> _Work instruction_
Could the entries below be retyped exactly and in full?

:: Data section ::

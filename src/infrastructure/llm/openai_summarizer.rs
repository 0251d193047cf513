use async_trait::async_trait;
use reqwest::Client;
use serde::{Deserialize, Serialize};

use crate::application::ports::{Summarizer, SummarizerError, Summary};
use crate::domain::{LanguageCode, UserVideoId, VideoId};

const DEFAULT_BASE_URL: &str = "https://api.openai.com/v1";

/// Free-text summarization against an OpenAI-compatible chat completions
/// endpoint.
pub struct OpenAiSummarizer {
    client: Client,
    base_url: String,
    api_key: String,
    model: String,
}

#[derive(Serialize)]
struct ChatCompletionRequest {
    model: String,
    messages: Vec<ChatMessage>,
}

#[derive(Serialize, Deserialize)]
struct ChatMessage {
    role: String,
    content: String,
}

#[derive(Deserialize)]
struct ChatCompletionResponse {
    choices: Vec<ChatChoice>,
}

#[derive(Deserialize)]
struct ChatChoice {
    message: ChatMessage,
}

impl OpenAiSummarizer {
    pub fn new(api_key: String, model: String) -> Self {
        Self::with_base_url(api_key, model, DEFAULT_BASE_URL.to_string())
    }

    pub fn with_base_url(api_key: String, model: String, base_url: String) -> Self {
        Self {
            client: Client::new(),
            base_url,
            api_key,
            model,
        }
    }

    fn system_prompt(language: LanguageCode) -> &'static str {
        match language {
            LanguageCode::En => {
                "Summarize the video below in a few short paragraphs. \
                 Reply in English."
            }
            LanguageCode::Id => {
                "Ringkas video berikut dalam beberapa paragraf singkat. \
                 Jawab dalam Bahasa Indonesia."
            }
        }
    }
}

#[async_trait]
impl Summarizer for OpenAiSummarizer {
    #[tracing::instrument(skip(self, text), fields(video_id = %video_id, language = %language))]
    async fn summarize(
        &self,
        text: &str,
        language: LanguageCode,
        video_id: &VideoId,
        _user_video_id: Option<UserVideoId>,
    ) -> Result<Summary, SummarizerError> {
        let request_body = ChatCompletionRequest {
            model: self.model.clone(),
            messages: vec![
                ChatMessage {
                    role: "system".to_string(),
                    content: Self::system_prompt(language).to_string(),
                },
                ChatMessage {
                    role: "user".to_string(),
                    content: text.to_string(),
                },
            ],
        };

        let response = self
            .client
            .post(format!("{}/chat/completions", self.base_url))
            .header("Authorization", format!("Bearer {}", self.api_key))
            .json(&request_body)
            .send()
            .await
            .map_err(|e| SummarizerError::RequestFailed(e.to_string()))?;

        if response.status() == reqwest::StatusCode::TOO_MANY_REQUESTS {
            return Err(SummarizerError::RateLimited);
        }

        if !response.status().is_success() {
            let status = response.status();
            let body = response.text().await.unwrap_or_default();
            return Err(SummarizerError::RequestFailed(format!(
                "HTTP {}: {}",
                status, body
            )));
        }

        let completion: ChatCompletionResponse = response
            .json()
            .await
            .map_err(|e| SummarizerError::InvalidResponse(e.to_string()))?;

        let text = completion
            .choices
            .into_iter()
            .next()
            .map(|choice| choice.message.content)
            .ok_or_else(|| SummarizerError::InvalidResponse("no choices".to_string()))?;

        Ok(Summary { text })
    }
}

:::

> _The answer_
filename src/infrastructure/llm/openai_summarizer.rs
repository 0251d193047cf513
use async_trait::async_trait;
use reqwest::Client;
use serde::{Deserialize, Serialize};

use crate::application::ports::{Summarizer, SummarizerError, Summary};
use crate::domain::{LanguageCode, UserVideoId, VideoId};

const DEFAULT_BASE_URL: &str = "https://api.openai.com/v1";

/// Free-text summarization against an OpenAI-compatible chat completions
/// endpoint.
pub struct OpenAiSummarizer {
    client: Client,
    base_url: String,
    api_key: String,
    model: String,
}

#[derive(Serialize)]
struct ChatCompletionRequest {
    model: String,
    messages: Vec<ChatMessage>,
}

#[derive(Serialize, Deserialize)]
struct ChatMessage {
    role: String,
    content: String,
}

#[derive(Deserialize)]
struct ChatCompletionResponse {
    choices: Vec<ChatChoice>,
}

#[derive(Deserialize)]
struct ChatChoice {
    message: ChatMessage,
}

impl OpenAiSummarizer {
    pub fn new(api_key: String, model: String) -> Self {
        Self::with_base_url(api_key, model, DEFAULT_BASE_URL.to_string())
    }

    pub fn with_base_url(api_key: String, model: String, base_url: String) -> Self {
        Self {
            client: Client::new(),
            base_url,
            api_key,
            model,
        }
    }

    fn system_prompt(language: LanguageCode) -> &'static str {
        match language {
            LanguageCode::En => {
                "Summarize the video below in a few short paragraphs. \
                 Reply in English."
            }
            LanguageCode::Id => {
                "Ringkas video berikut dalam beberapa paragraf singkat. \
                 Jawab dalam Bahasa Indonesia."
            }
        }
    }
}

#[async_trait]
impl Summarizer for OpenAiSummarizer {
    #[tracing::instrument(skip(self, text), fields(video_id = %video_id, language = %language))]
    async fn summarize(
        &self,
        text: &str,
        language: LanguageCode,
        video_id: &VideoId,
        _user_video_id: Option<UserVideoId>,
    ) -> Result<Summary, SummarizerError> {
        let request_body = ChatCompletionRequest {
            model: self.model.clone(),
            messages: vec![
                ChatMessage {
                    role: "system".to_string(),
                    content: Self::system_prompt(language).to_string(),
                },
                ChatMessage {
                    role: "user".to_string(),
                    content: text.to_string(),
                },
            ],
        };

        let response = self
            .client
            .post(format!("{}/chat/completions", self.base_url))
            .header("Authorization", format!("Bearer {}", self.api_key))
            .json(&request_body)
            .send()
            .await
            .map_err(|e| SummarizerError::RequestFailed(e.to_string()))?;

        if response.status() == reqwest::StatusCode::TOO_MANY_REQUESTS {
            return Err(SummarizerError::RateLimited);
        }

        if !response.status().is_success() {
            let status = response.status();
            let body = response.text().await.unwrap_or_default();
            return Err(SummarizerError::RequestFailed(format!(
                "HTTP {}: {}",
                status, body
            )));
        }

        let completion: ChatCompletionResponse = response
            .json()
            .await
            .map_err(|e| SummarizerError::InvalidResponse(e.to_string()))?;

        let text = completion
            .choices
            .into_iter()
            .next()
            .map(|choice| choice.message.content)
            .ok_or_else(|| SummarizerError::InvalidResponse("no choices".to_string()))?;

        Ok(Summary { text })
    }
}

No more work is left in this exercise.